Contribution of Noxa to activation of Bax and Bak. (A) Bax membrane insertion during E1A-dependent apoptosis. Control and E1A-expressing MEFs were treated with DMSO control buffer or adriamycin (0.25 μg/mL) for 6 h. A protein sample (10 μg) was separated into alkali-sensitive supernatant (S) and alkali-resistant pellet (P), and was loaded into the corresponding lane. Without stimulation, Bax molecules reside in the cytoplasm or are weakly attached to the surface of mitochondria, which are readily detached by alkali treatment. Thus, they are separated into the S fraction upon alkali extraction. When inserted into the mitochondrial membrane, Bax molecules acquire alkali resistance and are separated into the P fraction (Goping et al. 1998). The level of Bax molecules that acquired alkali resistance is lower in E1A-expressing Noxa^-/- MEFs after adriamycin treatment than in similarly treated wild-type (WT) MEFs. IB indicates immunoblot. (B) Bax oligomerization during E1A-dependent apoptosis. Control and E1A-expressing MEFs were treated with DMSO control buffer or adriamycin (0.25 μg/mL) for 6 h, and subsequently, Bax oligomerization was analyzed through BMH cross-linking.

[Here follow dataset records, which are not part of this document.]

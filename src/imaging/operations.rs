//! High-level image operations.
//!
//! These functions combine calculations with backend execution. Each public
//! entry point runs one pipeline, strictly in order:
//!
//! ```text
//! decode_source → fit_within → backend.resize → quality_search
//! ```

use super::backend::{BackendError, Dimensions, ImageBackend};
use super::calculations::{TargetDimensions, budget_limit, exceeds_budget, fit_within};
use super::params::{Bounds, CompressOptions, QUALITY_FLOOR, Quality, ResizeOptions};
use crate::data_url::{self, JPEG_MIME};

/// Result type for image operations.
pub type Result<T> = std::result::Result<T, BackendError>;

/// A decoded upload, ready for resizing.
#[derive(Debug)]
pub struct SourceImage<T> {
    pub bitmap: T,
    pub dimensions: Dimensions,
    /// Size of the undecoded file.
    pub byte_len: usize,
}

/// Final output of a resize or compress run.
#[derive(Debug, Clone, PartialEq)]
pub struct EncodedImage {
    /// `data:image/jpeg;base64,...`
    pub data_url: String,
    /// Quality of the encoding that was kept.
    pub quality: Quality,
    /// Raw JPEG size before base64.
    pub byte_size: usize,
    pub width: u32,
    pub height: u32,
    /// Number of encodes performed (1 for the plain resize path).
    pub attempts: u32,
    /// Budget the search ran against, if any.
    pub max_size_kb: Option<u32>,
}

impl EncodedImage {
    /// Whether the data URL fits its budget. Always true without one.
    pub fn within_budget(&self) -> bool {
        self.max_size_kb
            .is_none_or(|kb| !exceeds_budget(self.data_url.len(), kb))
    }
}

/// Decode raw file bytes and read the natural dimensions.
pub fn decode_source<B: ImageBackend>(backend: &B, bytes: &[u8]) -> Result<SourceImage<B::Bitmap>> {
    let bitmap = backend.decode(bytes)?;
    let dimensions = backend.dimensions(&bitmap);
    log::debug!(
        "decoded {} bytes → {}x{}",
        bytes.len(),
        dimensions.width,
        dimensions.height
    );
    Ok(SourceImage {
        bitmap,
        dimensions,
        byte_len: bytes.len(),
    })
}

/// Render `source` into a buffer that fits `bounds`.
///
/// Returns the source bitmap untouched when no scaling is needed.
pub fn render_within<B: ImageBackend>(
    backend: &B,
    source: SourceImage<B::Bitmap>,
    bounds: Bounds,
) -> Result<(B::Bitmap, TargetDimensions)> {
    let target = fit_within(source.dimensions.as_tuple(), bounds);
    let (width, height) = target.pixel_size();
    if (width, height) == source.dimensions.as_tuple() {
        log::debug!("{width}x{height} already within {bounds:?}, not scaling");
        return Ok((source.bitmap, target));
    }
    log::debug!(
        "scaling {}x{} → {}x{}",
        source.dimensions.width,
        source.dimensions.height,
        width,
        height
    );
    let resized = backend.resize(&source.bitmap, width, height)?;
    Ok((resized, target))
}

/// Encode `bitmap` as a JPEG data URL, lowering quality by 0.1 per attempt
/// until the URL fits `max_size_kb` or quality reaches 0.1.
///
/// Without a budget exactly one encode happens at `start`. A `start` below
/// the floor is raised to it. Running out of quality is not an error: the
/// floor encoding is returned as-is.
pub fn quality_search<B: ImageBackend>(
    backend: &B,
    bitmap: &B::Bitmap,
    start: Quality,
    max_size_kb: Option<u32>,
) -> Result<EncodedImage> {
    let dims = backend.dimensions(bitmap);
    let mut quality = start.max(QUALITY_FLOOR);
    let mut attempts = 1;
    let mut jpeg = backend.encode_jpeg(bitmap, quality)?;
    log::debug!("attempt 1 at q={quality}: {} bytes", jpeg.len());

    if let Some(kb) = max_size_kb {
        while exceeds_budget(data_url::encoded_len(JPEG_MIME, jpeg.len()), kb) {
            let Some(next) = quality.step_down() else {
                log::warn!(
                    "still over {kb} KB budget at q={quality} ({} > {:.0} chars), keeping it",
                    data_url::encoded_len(JPEG_MIME, jpeg.len()),
                    budget_limit(kb)
                );
                break;
            };
            quality = next;
            attempts += 1;
            jpeg = backend.encode_jpeg(bitmap, quality)?;
            log::debug!("attempt {attempts} at q={quality}: {} bytes", jpeg.len());
        }
    }

    Ok(EncodedImage {
        data_url: data_url::encode_jpeg(&jpeg),
        quality,
        byte_size: jpeg.len(),
        width: dims.width,
        height: dims.height,
        attempts,
        max_size_kb,
    })
}

/// Plain resize: fit within bounds, encode once.
pub fn resize_image<B: ImageBackend>(
    backend: &B,
    bytes: &[u8],
    options: &ResizeOptions,
) -> Result<EncodedImage> {
    let source = decode_source(backend, bytes)?;
    let (bitmap, _) = render_within(backend, source, options.bounds)?;
    let encoded = quality_search(backend, &bitmap, options.quality, None)?;
    log::info!(
        "resized to {}x{} at q={} ({} bytes)",
        encoded.width,
        encoded.height,
        encoded.quality,
        encoded.byte_size
    );
    Ok(encoded)
}

/// Resize plus quality search against `options.max_size_kb`.
pub fn compress_image<B: ImageBackend>(
    backend: &B,
    bytes: &[u8],
    options: &CompressOptions,
) -> Result<EncodedImage> {
    let source = decode_source(backend, bytes)?;
    let (bitmap, _) = render_within(backend, source, options.bounds)?;
    let encoded = quality_search(backend, &bitmap, options.quality, Some(options.max_size_kb))?;
    log::info!(
        "compressed to {}x{} at q={} after {} attempt(s) ({} bytes)",
        encoded.width,
        encoded.height,
        encoded.quality,
        encoded.attempts,
        encoded.byte_size
    );
    Ok(encoded)
}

A cross-linked protein sample (40 μg) was loaded into each lane. Markers M, D, and Tr correspond to the sizes of the monomer, dimer, and trimer, respectively. (C) Bakoligomerization during E1A-dependent apoptosis analyzed as in B. Markers M and D correspond to the sizes of the monomer and dimer, respectively. (ast;) An intramolecularly oligomerized Bak monomer. (D) Colony formation of MEFs expressing E1A and Ras on medium containing methylcellulose. Wild-type (WT) and Noxa^-/- MEFs (left) as well as Noxa^-/- and Noxa^-/-/Bax^-/- MEFs (right), were each prepared from the same litter. Values shown are means ± S.D. from triplicate samples. Results are representative of three independent experiments. (^**) Noxa^-/- MEFs generated a significantly increased number of colonies compared with wild-type MEFs (P < 0.01).